— Work instruction —
Return every line of the data below word for word, including the punctuation.

[Start of section]

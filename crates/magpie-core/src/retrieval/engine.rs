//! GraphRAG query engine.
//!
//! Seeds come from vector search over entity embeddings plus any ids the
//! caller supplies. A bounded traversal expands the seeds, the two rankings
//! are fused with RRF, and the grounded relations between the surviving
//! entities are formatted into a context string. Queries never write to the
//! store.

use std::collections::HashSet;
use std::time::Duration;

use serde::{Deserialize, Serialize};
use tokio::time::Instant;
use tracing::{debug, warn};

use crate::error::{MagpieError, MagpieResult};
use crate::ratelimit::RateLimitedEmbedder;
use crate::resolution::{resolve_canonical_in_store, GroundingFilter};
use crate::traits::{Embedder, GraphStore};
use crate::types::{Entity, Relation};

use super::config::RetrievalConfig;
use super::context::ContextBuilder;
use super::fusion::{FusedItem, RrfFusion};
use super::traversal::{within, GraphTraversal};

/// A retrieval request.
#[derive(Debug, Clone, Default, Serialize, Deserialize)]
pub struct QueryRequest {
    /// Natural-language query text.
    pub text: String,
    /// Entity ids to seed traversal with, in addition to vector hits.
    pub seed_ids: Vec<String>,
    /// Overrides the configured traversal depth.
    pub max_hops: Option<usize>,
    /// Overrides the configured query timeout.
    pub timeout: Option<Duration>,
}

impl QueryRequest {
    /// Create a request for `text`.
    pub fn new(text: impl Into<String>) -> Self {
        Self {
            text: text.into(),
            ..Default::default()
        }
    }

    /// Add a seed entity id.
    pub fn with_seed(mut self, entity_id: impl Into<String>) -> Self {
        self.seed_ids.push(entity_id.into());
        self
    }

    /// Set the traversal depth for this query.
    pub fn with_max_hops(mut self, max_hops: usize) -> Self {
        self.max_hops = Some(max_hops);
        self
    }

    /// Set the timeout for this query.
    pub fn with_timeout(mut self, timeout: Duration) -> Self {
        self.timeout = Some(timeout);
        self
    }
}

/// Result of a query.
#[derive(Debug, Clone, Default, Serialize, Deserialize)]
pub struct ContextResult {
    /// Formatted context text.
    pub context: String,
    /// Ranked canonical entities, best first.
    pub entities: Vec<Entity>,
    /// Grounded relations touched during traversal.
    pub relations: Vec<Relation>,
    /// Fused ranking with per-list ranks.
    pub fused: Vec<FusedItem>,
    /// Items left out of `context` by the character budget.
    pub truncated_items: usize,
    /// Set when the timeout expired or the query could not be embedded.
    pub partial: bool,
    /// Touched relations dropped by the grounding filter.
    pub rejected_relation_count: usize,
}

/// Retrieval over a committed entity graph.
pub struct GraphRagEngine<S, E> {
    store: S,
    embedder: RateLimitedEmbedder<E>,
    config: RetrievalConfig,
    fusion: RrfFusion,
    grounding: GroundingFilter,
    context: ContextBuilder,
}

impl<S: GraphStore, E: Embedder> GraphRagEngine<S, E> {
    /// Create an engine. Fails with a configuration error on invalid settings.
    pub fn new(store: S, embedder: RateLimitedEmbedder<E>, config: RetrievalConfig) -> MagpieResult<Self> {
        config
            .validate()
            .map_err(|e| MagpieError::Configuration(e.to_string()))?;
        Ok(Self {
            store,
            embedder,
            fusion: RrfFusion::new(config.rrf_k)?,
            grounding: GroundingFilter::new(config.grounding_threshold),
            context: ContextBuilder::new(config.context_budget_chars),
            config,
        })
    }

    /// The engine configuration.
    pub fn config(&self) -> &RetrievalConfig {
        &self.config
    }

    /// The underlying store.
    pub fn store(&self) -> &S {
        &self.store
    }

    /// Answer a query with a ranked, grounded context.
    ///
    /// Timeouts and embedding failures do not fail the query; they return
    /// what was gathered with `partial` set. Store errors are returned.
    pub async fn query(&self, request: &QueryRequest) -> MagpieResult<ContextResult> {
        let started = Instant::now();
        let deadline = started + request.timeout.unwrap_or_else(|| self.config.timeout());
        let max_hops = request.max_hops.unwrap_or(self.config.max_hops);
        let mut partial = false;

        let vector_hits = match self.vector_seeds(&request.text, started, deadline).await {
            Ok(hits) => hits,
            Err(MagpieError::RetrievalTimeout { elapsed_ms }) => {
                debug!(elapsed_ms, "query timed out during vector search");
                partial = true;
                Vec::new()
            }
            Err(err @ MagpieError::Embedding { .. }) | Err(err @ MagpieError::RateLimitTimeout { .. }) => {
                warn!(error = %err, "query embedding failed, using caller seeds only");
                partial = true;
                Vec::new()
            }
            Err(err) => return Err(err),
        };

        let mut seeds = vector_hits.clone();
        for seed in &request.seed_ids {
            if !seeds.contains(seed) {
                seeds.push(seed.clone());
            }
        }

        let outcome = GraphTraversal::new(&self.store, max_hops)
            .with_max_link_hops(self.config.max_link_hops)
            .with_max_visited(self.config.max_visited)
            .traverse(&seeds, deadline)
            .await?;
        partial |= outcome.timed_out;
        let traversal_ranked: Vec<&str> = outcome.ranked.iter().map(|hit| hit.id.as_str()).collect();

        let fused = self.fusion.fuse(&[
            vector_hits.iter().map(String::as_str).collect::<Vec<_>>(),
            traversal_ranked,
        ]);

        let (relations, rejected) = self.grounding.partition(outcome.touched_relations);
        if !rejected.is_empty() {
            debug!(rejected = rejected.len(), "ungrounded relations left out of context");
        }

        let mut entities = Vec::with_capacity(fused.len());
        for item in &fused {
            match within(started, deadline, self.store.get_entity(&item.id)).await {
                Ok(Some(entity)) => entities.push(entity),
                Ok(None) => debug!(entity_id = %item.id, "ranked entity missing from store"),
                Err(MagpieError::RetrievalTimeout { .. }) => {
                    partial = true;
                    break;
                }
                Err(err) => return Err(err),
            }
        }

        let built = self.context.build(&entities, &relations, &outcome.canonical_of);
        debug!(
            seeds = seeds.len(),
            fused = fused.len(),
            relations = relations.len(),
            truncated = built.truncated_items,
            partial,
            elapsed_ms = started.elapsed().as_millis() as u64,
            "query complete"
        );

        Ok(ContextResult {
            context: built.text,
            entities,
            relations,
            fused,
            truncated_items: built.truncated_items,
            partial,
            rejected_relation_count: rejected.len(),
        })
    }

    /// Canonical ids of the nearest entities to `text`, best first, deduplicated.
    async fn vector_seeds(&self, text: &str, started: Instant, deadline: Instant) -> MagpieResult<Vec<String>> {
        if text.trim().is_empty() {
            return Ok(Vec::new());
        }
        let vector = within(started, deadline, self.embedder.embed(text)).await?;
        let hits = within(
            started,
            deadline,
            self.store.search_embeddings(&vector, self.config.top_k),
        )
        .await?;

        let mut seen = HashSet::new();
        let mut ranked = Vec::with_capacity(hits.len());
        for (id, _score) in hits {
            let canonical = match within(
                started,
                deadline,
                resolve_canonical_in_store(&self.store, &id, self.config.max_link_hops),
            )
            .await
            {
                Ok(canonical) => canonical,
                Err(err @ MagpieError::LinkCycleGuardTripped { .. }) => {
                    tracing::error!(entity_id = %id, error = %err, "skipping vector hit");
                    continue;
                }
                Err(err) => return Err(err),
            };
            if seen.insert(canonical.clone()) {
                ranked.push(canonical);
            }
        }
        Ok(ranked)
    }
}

[End of section]

— Solution for this task —
filename crates/magpie-core/src/retrieval/engine.rs
//! GraphRAG query engine.
//!
//! Seeds come from vector search over entity embeddings plus any ids the
//! caller supplies. A bounded traversal expands the seeds, the two rankings
//! are fused with RRF, and the grounded relations between the surviving
//! entities are formatted into a context string. Queries never write to the
//! store.

use std::collections::HashSet;
use std::time::Duration;

use serde::{Deserialize, Serialize};
use tokio::time::Instant;
use tracing::{debug, warn};

use crate::error::{MagpieError, MagpieResult};
use crate::ratelimit::RateLimitedEmbedder;
use crate::resolution::{resolve_canonical_in_store, GroundingFilter};
use crate::traits::{Embedder, GraphStore};
use crate::types::{Entity, Relation};

use super::config::RetrievalConfig;
use super::context::ContextBuilder;
use super::fusion::{FusedItem, RrfFusion};
use super::traversal::{within, GraphTraversal};

/// A retrieval request.
#[derive(Debug, Clone, Default, Serialize, Deserialize)]
pub struct QueryRequest {
    /// Natural-language query text.
    pub text: String,
    /// Entity ids to seed traversal with, in addition to vector hits.
    pub seed_ids: Vec<String>,
    /// Overrides the configured traversal depth.
    pub max_hops: Option<usize>,
    /// Overrides the configured query timeout.
    pub timeout: Option<Duration>,
}

impl QueryRequest {
    /// Create a request for `text`.
    pub fn new(text: impl Into<String>) -> Self {
        Self {
            text: text.into(),
            ..Default::default()
        }
    }

    /// Add a seed entity id.
    pub fn with_seed(mut self, entity_id: impl Into<String>) -> Self {
        self.seed_ids.push(entity_id.into());
        self
    }

    /// Set the traversal depth for this query.
    pub fn with_max_hops(mut self, max_hops: usize) -> Self {
        self.max_hops = Some(max_hops);
        self
    }

    /// Set the timeout for this query.
    pub fn with_timeout(mut self, timeout: Duration) -> Self {
        self.timeout = Some(timeout);
        self
    }
}

/// Result of a query.
#[derive(Debug, Clone, Default, Serialize, Deserialize)]
pub struct ContextResult {
    /// Formatted context text.
    pub context: String,
    /// Ranked canonical entities, best first.
    pub entities: Vec<Entity>,
    /// Grounded relations touched during traversal.
    pub relations: Vec<Relation>,
    /// Fused ranking with per-list ranks.
    pub fused: Vec<FusedItem>,
    /// Items left out of `context` by the character budget.
    pub truncated_items: usize,
    /// Set when the timeout expired or the query could not be embedded.
    pub partial: bool,
    /// Touched relations dropped by the grounding filter.
    pub rejected_relation_count: usize,
}

/// Retrieval over a committed entity graph.
pub struct GraphRagEngine<S, E> {
    store: S,
    embedder: RateLimitedEmbedder<E>,
    config: RetrievalConfig,
    fusion: RrfFusion,
    grounding: GroundingFilter,
    context: ContextBuilder,
}

impl<S: GraphStore, E: Embedder> GraphRagEngine<S, E> {
    /// Create an engine. Fails with a configuration error on invalid settings.
    pub fn new(store: S, embedder: RateLimitedEmbedder<E>, config: RetrievalConfig) -> MagpieResult<Self> {
        config
            .validate()
            .map_err(|e| MagpieError::Configuration(e.to_string()))?;
        Ok(Self {
            store,
            embedder,
            fusion: RrfFusion::new(config.rrf_k)?,
            grounding: GroundingFilter::new(config.grounding_threshold),
            context: ContextBuilder::new(config.context_budget_chars),
            config,
        })
    }

    /// The engine configuration.
    pub fn config(&self) -> &RetrievalConfig {
        &self.config
    }

    /// The underlying store.
    pub fn store(&self) -> &S {
        &self.store
    }

    /// Answer a query with a ranked, grounded context.
    ///
    /// Timeouts and embedding failures do not fail the query; they return
    /// what was gathered with `partial` set. Store errors are returned.
    pub async fn query(&self, request: &QueryRequest) -> MagpieResult<ContextResult> {
        let started = Instant::now();
        let deadline = started + request.timeout.unwrap_or_else(|| self.config.timeout());
        let max_hops = request.max_hops.unwrap_or(self.config.max_hops);
        let mut partial = false;

        let vector_hits = match self.vector_seeds(&request.text, started, deadline).await {
            Ok(hits) => hits,
            Err(MagpieError::RetrievalTimeout { elapsed_ms }) => {
                debug!(elapsed_ms, "query timed out during vector search");
                partial = true;
                Vec::new()
            }
            Err(err @ MagpieError::Embedding { .. }) | Err(err @ MagpieError::RateLimitTimeout { .. }) => {
                warn!(error = %err, "query embedding failed, using caller seeds only");
                partial = true;
                Vec::new()
            }
            Err(err) => return Err(err),
        };

        let mut seeds = vector_hits.clone();
        for seed in &request.seed_ids {
            if !seeds.contains(seed) {
                seeds.push(seed.clone());
            }
        }

        let outcome = GraphTraversal::new(&self.store, max_hops)
            .with_max_link_hops(self.config.max_link_hops)
            .with_max_visited(self.config.max_visited)
            .traverse(&seeds, deadline)
            .await?;
        partial |= outcome.timed_out;
        let traversal_ranked: Vec<&str> = outcome.ranked.iter().map(|hit| hit.id.as_str()).collect();

        let fused = self.fusion.fuse(&[
            vector_hits.iter().map(String::as_str).collect::<Vec<_>>(),
            traversal_ranked,
        ]);

        let (relations, rejected) = self.grounding.partition(outcome.touched_relations);
        if !rejected.is_empty() {
            debug!(rejected = rejected.len(), "ungrounded relations left out of context");
        }

        let mut entities = Vec::with_capacity(fused.len());
        for item in &fused {
            match within(started, deadline, self.store.get_entity(&item.id)).await {
                Ok(Some(entity)) => entities.push(entity),
                Ok(None) => debug!(entity_id = %item.id, "ranked entity missing from store"),
                Err(MagpieError::RetrievalTimeout { .. }) => {
                    partial = true;
                    break;
                }
                Err(err) => return Err(err),
            }
        }

        let built = self.context.build(&entities, &relations, &outcome.canonical_of);
        debug!(
            seeds = seeds.len(),
            fused = fused.len(),
            relations = relations.len(),
            truncated = built.truncated_items,
            partial,
            elapsed_ms = started.elapsed().as_millis() as u64,
            "query complete"
        );

        Ok(ContextResult {
            context: built.text,
            entities,
            relations,
            fused,
            truncated_items: built.truncated_items,
            partial,
            rejected_relation_count: rejected.len(),
        })
    }

    /// Canonical ids of the nearest entities to `text`, best first, deduplicated.
    async fn vector_seeds(&self, text: &str, started: Instant, deadline: Instant) -> MagpieResult<Vec<String>> {
        if text.trim().is_empty() {
            return Ok(Vec::new());
        }
        let vector = within(started, deadline, self.embedder.embed(text)).await?;
        let hits = within(
            started,
            deadline,
            self.store.search_embeddings(&vector, self.config.top_k),
        )
        .await?;

        let mut seen = HashSet::new();
        let mut ranked = Vec::with_capacity(hits.len());
        for (id, _score) in hits {
            let canonical = match within(
                started,
                deadline,
                resolve_canonical_in_store(&self.store, &id, self.config.max_link_hops),
            )
            .await
            {
                Ok(canonical) => canonical,
                Err(err @ MagpieError::LinkCycleGuardTripped { .. }) => {
                    tracing::error!(entity_id = %id, error = %err, "skipping vector hit");
                    continue;
                }
                Err(err) => return Err(err),
            };
            if seen.insert(canonical.clone()) {
                ranked.push(canonical);
            }
        }
        Ok(ranked)
    }
}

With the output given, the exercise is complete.